The standard math functions are typically somewhat slow, because they have to handle all the possible special cases, so using direct approximations (that ignore corner cases that are irrelevant for audio) is usually faster. Additionally, you can typically get large speedups by processing using SIMD.
Linear interpolation for fractional delays is unbeatable for speed and simplicity but has the known drawback of filtering high frequencies depending on fr (fr=delay_time_real - (int)delay_time_real). When fr=0 there is no filtering, while at 0.5 there is max filtering and Nyquist is gone - for obvious reasons.
Many authors suggest using better solutions like an all-pass filter or even sinc interpolation, which are still expensive and complex.
While sinc-interpolation is more expensive, it also has a problem with feedback loops in the sense that the (unavoidable) latency puts a limit on the minimum delay length (eg. if you have 16 samples of latency, then you can't have a loop shorter than 16 samples, because that would require negative delay).
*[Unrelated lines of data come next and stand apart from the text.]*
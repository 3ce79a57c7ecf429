//! Metadata side-channel.
//!
//! Each cache entry pairs a payload with a [`MetadataRecord`] stored under the
//! same key but in a separate medium, so freshness and integrity can be
//! decided without reading (or decompressing) the payload itself.

use crate::error::{Error, Result};
use crate::fsio;
use crate::hash::HashAlgorithm;
use crate::key::{file_id, is_file_id};
use dashmap::DashMap;
use serde::{Deserialize, Serialize};
use std::path::{Path, PathBuf};
use std::sync::Arc;
use tokio::fs;

const RECORD_EXTENSION: &str = "meta";

/// Per-entry metadata.
///
/// `expire` is derived from `m_time + life_time` and never stored on its own;
/// the persisted form carries it for readers of the raw records only.
#[derive(Clone, Debug, PartialEq, Eq, Serialize, Deserialize)]
#[serde(from = "StoredRecord", into = "StoredRecord")]
pub struct MetadataRecord {
    /// Algorithm the digest was computed with (`cacheControl`).
    pub cache_control: HashAlgorithm,
    /// Digest of the stored payload bytes, `None` when integrity checks are off.
    pub hash: Option<String>,
    pub compressed: bool,
    /// Unix seconds when the entry was written.
    pub m_time: u64,
    /// Lifetime in seconds.
    pub life_time: u64,
}

impl MetadataRecord {
    pub fn expire(&self) -> u64 {
        self.m_time.saturating_add(self.life_time)
    }

    pub fn is_expired_at(&self, now: u64) -> bool {
        now >= self.expire()
    }

    /// Lifetime after a touch by `extra` seconds.
    ///
    /// A result that would not be positive keeps the current lifetime.
    pub fn extended_life_time(&self, extra: i64) -> u64 {
        let extended = i128::from(self.life_time) + i128::from(extra);
        if extended <= 0 {
            self.life_time
        } else {
            u64::try_from(extended).unwrap_or(u64::MAX)
        }
    }
}

#[derive(Clone, Serialize, Deserialize)]
#[serde(rename_all = "camelCase")]
struct StoredRecord {
    cache_control: HashAlgorithm,
    hash: Option<String>,
    compressed: bool,
    m_time: u64,
    life_time: u64,
    #[serde(default)]
    expire: u64,
}

impl From<StoredRecord> for MetadataRecord {
    fn from(stored: StoredRecord) -> Self {
        MetadataRecord {
            cache_control: stored.cache_control,
            hash: stored.hash,
            compressed: stored.compressed,
            m_time: stored.m_time,
            life_time: stored.life_time,
        }
    }
}

impl From<MetadataRecord> for StoredRecord {
    fn from(record: MetadataRecord) -> Self {
        StoredRecord {
            expire: record.expire(),
            cache_control: record.cache_control,
            hash: record.hash,
            compressed: record.compressed,
            m_time: record.m_time,
            life_time: record.life_time,
        }
    }
}

#[derive(Clone, Debug)]
enum Medium {
    Directory { dir: PathBuf, prefix: String },
    Memory(Arc<DashMap<String, MetadataRecord>>),
}

/// Store mapping cache keys to metadata records.
///
/// Clones share the same medium.
#[derive(Clone, Debug)]
pub struct MetaStore {
    medium: Medium,
}

impl MetaStore {
    /// Records kept in process memory.
    pub fn in_memory() -> Self {
        MetaStore {
            medium: Medium::Memory(Arc::new(DashMap::new())),
        }
    }

    /// Records kept as JSON files under `path`, created if missing.
    ///
    /// Record files are named `{prefix}{md5(key)}.meta`. Stores with
    /// different prefixes can share a directory; [`MetaStore::clear`] only
    /// touches records carrying its own prefix.
    ///
    /// # Errors
    /// Returns `Error::ConfigError` if the directory cannot be created.
    pub async fn directory(path: impl Into<PathBuf>, prefix: impl Into<String>) -> Result<Self> {
        let path = path.into();
        fs::create_dir_all(&path).await.map_err(|e| {
            Error::ConfigError(format!(
                "Cannot create metadata directory {}: {}",
                path.display(),
                e
            ))
        })?;
        Ok(MetaStore {
            medium: Medium::Directory {
                dir: path,
                prefix: prefix.into(),
            },
        })
    }

    /// Directory backing this store, if any.
    pub fn path(&self) -> Option<&Path> {
        match &self.medium {
            Medium::Directory { dir, .. } => Some(dir),
            Medium::Memory(_) => None,
        }
    }

    fn record_path(dir: &Path, prefix: &str, key: &str) -> PathBuf {
        dir.join(format!("{}.{}", file_id(prefix, key), RECORD_EXTENSION))
    }

    /// Load the record for `key`.
    ///
    /// Unreadable or malformed records are logged and reported as absent.
    pub async fn load(&self, key: &str) -> Option<MetadataRecord> {
        match &self.medium {
            Medium::Memory(map) => map.get(key).map(|r| r.value().clone()),
            Medium::Directory { dir, prefix } => {
                let path = Self::record_path(dir, prefix, key);
                let bytes = match fsio::read_optional(&path).await {
                    Ok(Some(bytes)) => bytes,
                    Ok(None) => return None,
                    Err(e) => {
                        warn!("Metadata read failed for {}: {}", key, e);
                        return None;
                    }
                };
                match serde_json::from_slice(&bytes) {
                    Ok(record) => Some(record),
                    Err(e) => {
                        warn!("Malformed metadata record for {}: {}", key, e);
                        None
                    }
                }
            }
        }
    }

    /// Persist `record` for `key`, replacing any previous record.
    pub async fn write(&self, key: &str, record: &MetadataRecord) -> Result<()> {
        match &self.medium {
            Medium::Memory(map) => {
                map.insert(key.to_string(), record.clone());
                Ok(())
            }
            Medium::Directory { dir, prefix } => {
                let bytes = serde_json::to_vec(record)
                    .map_err(|e| Error::SerializationError(e.to_string()))?;
                fsio::write_atomic(&Self::record_path(dir, prefix, key), &bytes).await?;
                Ok(())
            }
        }
    }

    /// Delete the record for `key`. Deleting a missing record succeeds.
    pub async fn delete(&self, key: &str) -> Result<()> {
        match &self.medium {
            Medium::Memory(map) => {
                map.remove(key);
                Ok(())
            }
            Medium::Directory { dir, prefix } => {
                fsio::remove_if_exists(&Self::record_path(dir, prefix, key)).await?;
                Ok(())
            }
        }
    }

    /// Delete every record owned by this store.
    pub async fn clear(&self) -> Result<()> {
        match &self.medium {
            Medium::Memory(map) => {
                map.clear();
                Ok(())
            }
            Medium::Directory { dir, prefix } => {
                let removed = fsio::remove_files_where(dir, |name| {
                    name.strip_suffix(RECORD_EXTENSION)
                        .and_then(|stem| stem.strip_suffix('.'))
                        .is_some_and(|id| is_file_id(prefix, id))
                })
                .await?;
                debug!("Cleared {} metadata records from {}", removed, dir.display());
                Ok(())
            }
        }
    }
}

#[cfg(test)]
mod tests {
    use super::*;

    fn record() -> MetadataRecord {
        MetadataRecord {
            cache_control: HashAlgorithm::Sha1,
            hash: Some("abc".to_string()),
            compressed: true,
            m_time: 1_000,
            life_time: 60,
        }
    }

    #[test]
    fn test_expire_is_derived() {
        let record = record();
        assert_eq!(record.expire(), 1_060);
        assert!(!record.is_expired_at(1_059));
        assert!(record.is_expired_at(1_060));
    }

    #[test]
    fn test_extended_life_time() {
        let record = record();
        assert_eq!(record.extended_life_time(5), 65);
        assert_eq!(record.extended_life_time(-10), 50);
        // would reach zero or below: keep the current lifetime
        assert_eq!(record.extended_life_time(-60), 60);
        assert_eq!(record.extended_life_time(-500), 60);
    }

    #[test]
    fn test_persisted_shape() {
        let json = serde_json::to_value(record()).unwrap();
        assert_eq!(json["cacheControl"], "sha1");
        assert_eq!(json["hash"], "abc");
        assert_eq!(json["compressed"], true);
        assert_eq!(json["mTime"], 1_000);
        assert_eq!(json["lifeTime"], 60);
        assert_eq!(json["expire"], 1_060);
    }

    #[test]
    fn test_stored_expire_is_ignored_on_read() {
        let json = r#"{"cacheControl":"md5","hash":null,"compressed":false,
                       "mTime":10,"lifeTime":5,"expire":999999}"#;
        let record: MetadataRecord = serde_json::from_str(json).unwrap();
        assert_eq!(record.expire(), 15);
        assert!(record.hash.is_none());
    }

    #[tokio::test]
    async fn test_memory_store_roundtrip_and_idempotent_delete() {
        let store = MetaStore::in_memory();
        assert!(store.load("k").await.is_none());

        store.write("k", &record()).await.unwrap();
        assert_eq!(store.load("k").await, Some(record()));

        store.delete("k").await.unwrap();
        store.delete("k").await.unwrap();
        assert!(store.load("k").await.is_none());
    }

    #[tokio::test]
    async fn test_directory_store() {
        let dir = tempfile::tempdir().unwrap();
        let store = MetaStore::directory(dir.path().join("meta"), "")
            .await
            .unwrap();

        store.write("a", &record()).await.unwrap();
        store.write("b", &record()).await.unwrap();
        assert_eq!(store.load("a").await, Some(record()));

        store.delete("a").await.unwrap();
        assert!(store.load("a").await.is_none());
        store.delete("a").await.unwrap();

        store.clear().await.unwrap();
        assert!(store.load("b").await.is_none());
        assert!(dir.path().join("meta").is_dir());
    }

    #[tokio::test]
    async fn test_malformed_record_reads_as_absent() {
        let dir = tempfile::tempdir().unwrap();
        let store = MetaStore::directory(dir.path(), "").await.unwrap();
        store.write("k", &record()).await.unwrap();

        let path = MetaStore::record_path(dir.path(), "", "k");
        std::fs::write(&path, b"{ not json").unwrap();

        assert!(store.load("k").await.is_none());
    }

    #[tokio::test]
    async fn test_prefixed_stores_share_a_directory() {
        let dir = tempfile::tempdir().unwrap();
        let a = MetaStore::directory(dir.path(), "a_").await.unwrap();
        let b = MetaStore::directory(dir.path(), "b_").await.unwrap();
        let bare = MetaStore::directory(dir.path(), "").await.unwrap();

        let mut other = record();
        other.life_time = 999;
        a.write("k", &record()).await.unwrap();
        b.write("k", &other).await.unwrap();
        bare.write("k", &record()).await.unwrap();
        std::fs::write(dir.path().join("notes.txt"), b"keep").unwrap();

        assert_eq!(a.load("k").await, Some(record()));
        assert_eq!(b.load("k").await, Some(other.clone()));

        a.clear().await.unwrap();
        assert!(a.load("k").await.is_none());
        assert_eq!(b.load("k").await, Some(other));
        assert_eq!(bare.load("k").await, Some(record()));
        assert!(dir.path().join("notes.txt").exists());
        assert!(MetaStore::record_path(dir.path(), "b_", "k")
            .file_name()
            .and_then(|n| n.to_str())
            .is_some_and(|n| n.starts_with("b_")));
    }
}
One can reduce this problem by oversampling, but then it gets even more expensive. I would usually suggest "cubic-interpolation" (ie. Catmull-Rom hermite splines; Wikipedia has the math you need) as the next step up from linear. This requires 4 points (rather than 2, the "latency" is only 1 extra sample though, so not really a problem in most cases) and slightly more computation, but the results are also much better.
After plain linear interpolation i.e sample=buffer[n]*(1-fr) + buffer[n+1]*fr,
a simple comb filter centered at Nyquist (i.e with delay=1 sample) and negative feedback factor b=-fr' ^2 is applied, where fr' is computed as follows:
Filters with single-sample delays are not normally called "comb filters" (ie. the "comb" name comes from the shape of the response you get when you have a longer delay, since it has "comb-like" spikes at regular intervals) but rather just "filters" and this is really just an example of post-equalisation. This is a valid approach for (approximately) flattening the spectrum, but it will also boost the interpolation artefacts. Additionally using slightly better interpolation (eg. cubic) might actually be cheaper. There are many possible solutions though.

elena2
KVRer
14 posts since 7 Jun, 2018
Yep I know it doesn' t look like a comb anymore but it is still basically one if you use a delay longer than one sample.
Anyway my trick is performing really well by now, pitch is reproduced with perfect continuity and I am not noticing or hearing any artifacts... if that eventually turns out the case I will try with cubic interpolation, I have my personal spline formulation with 4 points indeed which I have always been using for sample playing purposes

signalsmith
KVRer
18 posts since 5 Jul, 2018 from Cambridge, UK
elena2 wrote:
Thu Feb 13, 2020 12:28 pm
After plain linear interpolation i.e sample=buffer[n]*(1-fr) + buffer[n+1]*fr,
a simple comb filter centered at Nyquist (i.e with delay=1 sample) and negative feedback factor b=-fr' ^2 is applied, where fr' is computed as follows:
fr'=2*fr;
if(fr' >1) fr'=2-fr';
so a comb filter like this:
y[t]=x[t] -fr'^2 * (y[t-1]-x[t])
which has the effect of compensating perfectly the hf damping centered at Nyquist of the linear interpolation in function of fr.
So, the concept of combining an FIR filter (the linear interpolation) with an "opposite" feedback filter is very similar to the construction of an all-pass filter. This is definitely useful for inter-sample interpolation: https://ccrma.stanford.edu/~jos/pasp/Fi ... ation.html

There are a few issues I can see with your proposed equations: firstly, it looks like your filter is unstable at fr=0.5.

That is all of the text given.